§ Try it
Check every line of the data and copy the ones where "Canned" appears.

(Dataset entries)
Segment Open
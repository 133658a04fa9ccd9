pub mod types {
    pub mod call;
    pub mod events;
}

pub mod calls;
pub mod channel;
pub mod client;
pub mod config;
pub mod credentials;
mod keepalive;
pub mod protocol;
pub mod request;
pub mod socket;
pub mod transport;

pub use calls::{CallCommand, CallHandle, CallSnapshot, ConnectionQuality, LifecycleState};
pub use channel::{ChannelError, ConnectionState, Signaling, SignalingChannel};
pub use client::Client;
pub use config::{CallConfig, ChannelConfig, ClientConfig};
pub use credentials::{Credential, CredentialError, CredentialProvider, StaticCredentials};
pub use types::call::{CallId, EndReason, RemoteParty};
//! Forwarding step: asks the connections proxy to GET the configured target
//! and publishes `status_code`, `body` and `duration`.

use connection_steps::{io, logging, App, ForwarderConfig, ReqwestClient, StepError};
use std::process::ExitCode;

fn run() -> Result<(), StepError> {
    let app = App::new(ReqwestClient::new(), ForwarderConfig::default());
    let outputs = app.run()?;
    io::set_outputs(&outputs)?;
    Ok(())
}

fn main() -> ExitCode {
    logging::init();

    match run() {
        Ok(()) => ExitCode::SUCCESS,
        Err(e) => {
            tracing::error!(error = %e, "Step failed");
            eprintln!("Error: {}", e);
            ExitCode::FAILURE
        }
    }
}
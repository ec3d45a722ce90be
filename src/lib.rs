//! # connection-steps
//!
//! Workflow steps for the pipeline platform.
//!
//! * `greeter` reads a `name` input and publishes a `message`.
//! * `forwarder` asks the local connections proxy to perform a GET request and
//!   publishes the proxy's `status_code`, `body` and `duration`.
//!
//! ## Quick Start
//!
//! ```rust,no_run
//! use connection_steps::{App, ForwarderConfig, ReqwestClient};
//!
//! let app = App::new(ReqwestClient::new(), ForwarderConfig::default());
//! let outputs = app.run()?;
//! connection_steps::io::set_outputs(&outputs)?;
//! # Ok::<(), anyhow::Error>(())
//! ```
//!
//! ## Testing
//!
//! The proxy call goes through the [`HttpClient`] trait, so tests can swap in
//! a double:
//!
//! ```rust
//! use connection_steps::{App, BoxError, ForwarderConfig, HttpClient, HttpResponse};
//!
//! struct Canned;
//!
//! impl HttpClient for Canned {
//!     fn post(&self, _: &str, _: &str, _: Vec<u8>) -> Result<HttpResponse, BoxError> {
//!         Ok(HttpResponse::new(200, &br#"{"status_code": 200}"#[..]))
//!     }
//! }
//!
//! let outputs = App::new(Canned, ForwarderConfig::default()).run().unwrap();
//! assert_eq!(outputs.get("status_code"), Some(&200.into()));
//! ```

pub mod client;
pub mod config;
mod error;
pub mod forwarder;
pub mod greeter;
pub mod io;
pub mod logging;
mod payload;

pub use client::{HttpClient, HttpResponse, ReqwestClient};
pub use config::ForwarderConfig;
pub use error::{BoxError, StepError};
pub use forwarder::{App, Stage};
pub use greeter::{Greeter, GreeterInputs};
pub use io::{StepInputs, StepOutputs};
pub use payload::RequestDescriptor;

/// Re-export common types
pub use serde_json::Value;
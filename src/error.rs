//! Error kinds raised while running a step.

use thiserror::Error;

/// Boxed error returned by [`crate::HttpClient`] implementations.
pub type BoxError = Box<dyn std::error::Error + Send + Sync + 'static>;

/// Failure of a single stage of the forwarder. Every variant is fatal to the run.
#[derive(Error, Debug)]
pub enum StepError {
    #[error("failed to prepare payload: {0}")]
    Serialization(#[source] serde_json::Error),

    #[error("failed to send request: {0}")]
    Transport(#[source] BoxError),

    #[error("failed to parse response: {0}")]
    Decode(#[source] serde_json::Error),

    #[error("failed to write outputs: {0}")]
    Output(#[from] std::io::Error),
}

#[cfg(test)]
mod tests {
    use super::*;

    #[test]
    fn test_messages_are_prefixed_by_stage() {
        let err = StepError::Transport("connection refused".into());
        assert_eq!(err.to_string(), "failed to send request: connection refused");

        let decode = serde_json::from_str::<serde_json::Value>("invalid json").unwrap_err();
        let err = StepError::Decode(decode);
        assert!(err.to_string().starts_with("failed to parse response: "));
    }

    #[test]
    fn test_source_is_preserved() {
        use std::error::Error as _;

        let err = StepError::Transport("network error".into());
        assert_eq!(err.source().unwrap().to_string(), "network error");
    }
}
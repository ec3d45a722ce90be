//! Request descriptor sent to the connections proxy.

use crate::config::ForwarderConfig;
use crate::error::StepError;
use serde::{Deserialize, Serialize};
use std::collections::BTreeMap;

/// An outbound request the proxy performs on our behalf.
#[derive(Debug, Clone, PartialEq, Eq, Serialize, Deserialize)]
pub struct RequestDescriptor {
    /// HTTP method the proxy uses (always "GET" here)
    pub method: String,

    /// URL the proxy requests
    pub url: String,

    /// Headers the proxy attaches
    #[serde(default)]
    pub headers: BTreeMap<String, String>,
}

impl RequestDescriptor {
    /// Describe a GET request.
    pub fn get(url: &str, headers: BTreeMap<String, String>) -> Self {
        Self {
            method: "GET".to_string(),
            url: url.to_string(),
            headers,
        }
    }

    /// Describe the GET request a forwarder configuration asks for.
    pub fn from_config(config: &ForwarderConfig) -> Self {
        Self::get(&config.target_url, config.headers.clone())
    }

    /// Serialize to the JSON body POSTed to the proxy.
    pub fn to_json(&self) -> Result<Vec<u8>, StepError> {
        serde_json::to_vec(self).map_err(StepError::Serialization)
    }
}
//! Forwarder configuration.

use anyhow::{Context, Result};
use reqwest::Url;
use serde::{Deserialize, Serialize};
use std::collections::BTreeMap;
use std::path::Path;

/// Endpoint of the local connections proxy.
pub const DEFAULT_CONNECTIONS_URL: &str = "http://localhost:8081/api/v1/connections/send";

/// URL the proxy is asked to fetch.
pub const DEFAULT_TARGET_URL: &str = "https://httpbin.org/get";

pub const DEFAULT_USER_AGENT: &str = "Visual-Go-Test/1.0";

/// Where and what the forwarder asks the proxy to fetch.
#[derive(Debug, Clone, PartialEq, Eq, Serialize, Deserialize)]
#[serde(default)]
pub struct ForwarderConfig {
    /// Proxy endpoint the payload is POSTed to
    pub connections_url: String,

    /// URL the proxy performs the GET against
    pub target_url: String,

    /// Headers the proxy sends with the GET (sorted for a stable payload)
    pub headers: BTreeMap<String, String>,
}

impl Default for ForwarderConfig {
    fn default() -> Self {
        let mut headers = BTreeMap::new();
        headers.insert("User-Agent".to_string(), DEFAULT_USER_AGENT.to_string());
        headers.insert("Accept".to_string(), "application/json".to_string());

        Self {
            connections_url: DEFAULT_CONNECTIONS_URL.to_string(),
            target_url: DEFAULT_TARGET_URL.to_string(),
            headers,
        }
    }
}

impl ForwarderConfig {
    /// Start from the default configuration.
    pub fn builder() -> ForwarderConfigBuilder {
        ForwarderConfigBuilder::new()
    }

    /// Check that both URLs parse and every header has a name.
    pub fn validate(&self) -> Result<()> {
        if self.connections_url.is_empty() {
            anyhow::bail!("Connections URL cannot be empty");
        }
        Url::parse(&self.connections_url)
            .with_context(|| format!("Invalid connections URL: {}", self.connections_url))?;

        if self.target_url.is_empty() {
            anyhow::bail!("Target URL cannot be empty");
        }
        Url::parse(&self.target_url)
            .with_context(|| format!("Invalid target URL: {}", self.target_url))?;

        if self.headers.keys().any(|name| name.trim().is_empty()) {
            anyhow::bail!("Header names cannot be empty");
        }

        Ok(())
    }
}

/// Builder for [`ForwarderConfig`].
#[derive(Debug, Clone, Default)]
pub struct ForwarderConfigBuilder {
    config: ForwarderConfig,
}

impl ForwarderConfigBuilder {
    pub fn new() -> Self {
        Self::default()
    }

    pub fn connections_url(mut self, url: &str) -> Self {
        self.config.connections_url = url.to_string();
        self
    }

    pub fn target_url(mut self, url: &str) -> Self {
        self.config.target_url = url.to_string();
        self
    }

    /// Add or replace a header.
    pub fn header(mut self, name: &str, value: &str) -> Self {
        self.config.headers.insert(name.to_string(), value.to_string());
        self
    }

    /// Remove all headers, including the defaults.
    pub fn clear_headers(mut self) -> Self {
        self.config.headers.clear();
        self
    }

    pub fn build(self) -> ForwarderConfig {
        self.config
    }
}

impl From<ForwarderConfigBuilder> for ForwarderConfig {
    fn from(builder: ForwarderConfigBuilder) -> Self {
        builder.build()
    }
}

/// Parse a forwarder configuration from YAML. Missing fields take their defaults.
///
/// # Example
///
/// ```rust
/// use connection_steps::config::parse_yaml;
///
/// let yaml = r#"
/// target_url: https://example.com/status
/// headers:
///   Accept: text/plain
/// "#;
///
/// let config = parse_yaml(yaml).unwrap();
/// assert_eq!(config.target_url, "https://example.com/status");
/// assert_eq!(config.headers.len(), 1);
/// ```
pub fn parse_yaml(yaml: &str) -> Result<ForwarderConfig> {
    let config: ForwarderConfig =
        serde_yaml::from_str(yaml).context("Failed to parse forwarder config YAML")?;

    config.validate()?;

    Ok(config)
}

/// Load and parse a forwarder configuration from a YAML file.
pub fn load_file(path: impl AsRef<Path>) -> Result<ForwarderConfig> {
    let path = path.as_ref();
    let content = std::fs::read_to_string(path)
        .with_context(|| format!("Failed to read config file: {}", path.display()))?;

    parse_yaml(&content)
        .with_context(|| format!("Failed to parse config file: {}", path.display()))
}
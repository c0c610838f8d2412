//! Iterative radix-2 Cooley–Tukey FFT.
//!
//! Bit-reversal permutation and twiddle factors are tabulated at construction;
//! [`Radix2Fft::process`] then works in place on split real/imaginary buffers
//! without allocating.

use std::f64::consts::PI;

use crate::config::ConfigError;

#[derive(Debug, Clone)]
pub struct Radix2Fft {
    size: usize,
    bitrev: Box<[u32]>,
    /// `exp(-2πik/N)` for `k < N/2`, split into parts.
    tw_re: Box<[f32]>,
    tw_im: Box<[f32]>,
}

impl Radix2Fft {
    /// Plan a forward transform of `size` points. `size` must be a power of two.
    pub fn new(size: usize) -> Result<Self, ConfigError> {
        if !size.is_power_of_two() {
            return Err(ConfigError::FftSizeNotPowerOfTwo(size));
        }
        let bits = size.trailing_zeros();
        let bitrev = (0..size as u32)
            .map(|i| i.reverse_bits().checked_shr(32 - bits).unwrap_or(0))
            .collect();

        let half = size / 2;
        let (tw_re, tw_im) = (0..half)
            .map(|k| {
                let a = -2.0 * PI * k as f64 / size as f64;
                (a.cos() as f32, a.sin() as f32)
            })
            .unzip::<_, _, Vec<_>, Vec<_>>();

        Ok(Self {
            size,
            bitrev,
            tw_re: tw_re.into_boxed_slice(),
            tw_im: tw_im.into_boxed_slice(),
        })
    }

    #[inline]
    pub fn size(&self) -> usize {
        self.size
    }

    /// Forward DFT of `(re, im)` in place. No normalisation is applied.
    pub fn process(&self, re: &mut [f32], im: &mut [f32]) {
        assert_eq!(re.len(), self.size, "fft input length");
        assert_eq!(im.len(), self.size, "fft input length");

        for (i, &j) in self.bitrev.iter().enumerate() {
            let j = j as usize;
            if i < j {
                re.swap(i, j);
                im.swap(i, j);
            }
        }

        let mut len = 2;
        while len <= self.size {
            let half = len / 2;
            let stride = self.size / len;
            for start in (0..self.size).step_by(len) {
                for k in 0..half {
                    let (wr, wi) = (self.tw_re[k * stride], self.tw_im[k * stride]);
                    let (e, o) = (start + k, start + k + half);
                    let tr = wr * re[o] - wi * im[o];
                    let ti = wr * im[o] + wi * re[o];
                    re[o] = re[e] - tr;
                    im[o] = im[e] - ti;
                    re[e] += tr;
                    im[e] += ti;
                }
            }
            len <<= 1;
        }
    }
}

#[cfg(test)]
mod tests {
    use super::*;
    use rand::{Rng, SeedableRng, rngs::StdRng};
    use rustfft::{FftPlanner, num_complex::Complex32};

    #[test]
    fn rejects_non_power_of_two() {
        assert!(matches!(Radix2Fft::new(0), Err(ConfigError::FftSizeNotPowerOfTwo(0))));
        assert!(matches!(Radix2Fft::new(12), Err(ConfigError::FftSizeNotPowerOfTwo(12))));
        assert!(Radix2Fft::new(1).is_ok());
    }

    #[test]
    fn impulse_has_flat_spectrum() {
        let fft = Radix2Fft::new(64).unwrap();
        let mut re = vec![0.0f32; 64];
        let mut im = vec![0.0f32; 64];
        re[0] = 1.0;
        fft.process(&mut re, &mut im);
        for k in 0..64 {
            assert!((re[k] - 1.0).abs() < 1e-6 && im[k].abs() < 1e-6, "bin {k}");
        }
    }

    #[test]
    fn cosine_concentrates_in_its_bin() {
        for &(n, bin) in &[(8usize, 1usize), (256, 17), (1024, 40)] {
            let fft = Radix2Fft::new(n).unwrap();
            let mut re: Vec<f32> = (0..n)
                .map(|i| (2.0 * std::f32::consts::PI * bin as f32 * i as f32 / n as f32).cos())
                .collect();
            let mut im = vec![0.0f32; n];
            fft.process(&mut re, &mut im);

            let power: Vec<f32> = re.iter().zip(&im).map(|(r, i)| r * r + i * i).collect();
            let expected = (n as f32 / 2.0).powi(2);
            let peak = power[bin];
            assert!(((peak - expected) / expected).abs() < 1e-3, "n={n} peak={peak}");
            for (k, &p) in power.iter().enumerate().take(n / 2 + 1) {
                if k != bin {
                    assert!(p < expected * 1e-6, "n={n} leakage at {k}: {p}");
                }
            }
        }
    }

    #[test]
    fn matches_reference_fft_on_random_input() {
        let n = 512;
        let mut rng = StdRng::seed_from_u64(7);
        let input: Vec<f32> = (0..n).map(|_| rng.random_range(-1.0f32..1.0)).collect();

        let mut re = input.clone();
        let mut im = vec![0.0f32; n];
        Radix2Fft::new(n).unwrap().process(&mut re, &mut im);

        let mut reference: Vec<Complex32> = input.iter().map(|&x| Complex32::new(x, 0.0)).collect();
        FftPlanner::<f32>::new().plan_fft_forward(n).process(&mut reference);

        for k in 0..n {
            assert!((re[k] - reference[k].re).abs() < 1e-3, "re[{k}]");
            assert!((im[k] - reference[k].im).abs() < 1e-3, "im[{k}]");
        }
    }
}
Segment Closed
§ Response to the task
//! struct Canned;
//! impl HttpClient for Canned {
//! let outputs = App::new(Canned, ForwarderConfig::default()).run().unwrap();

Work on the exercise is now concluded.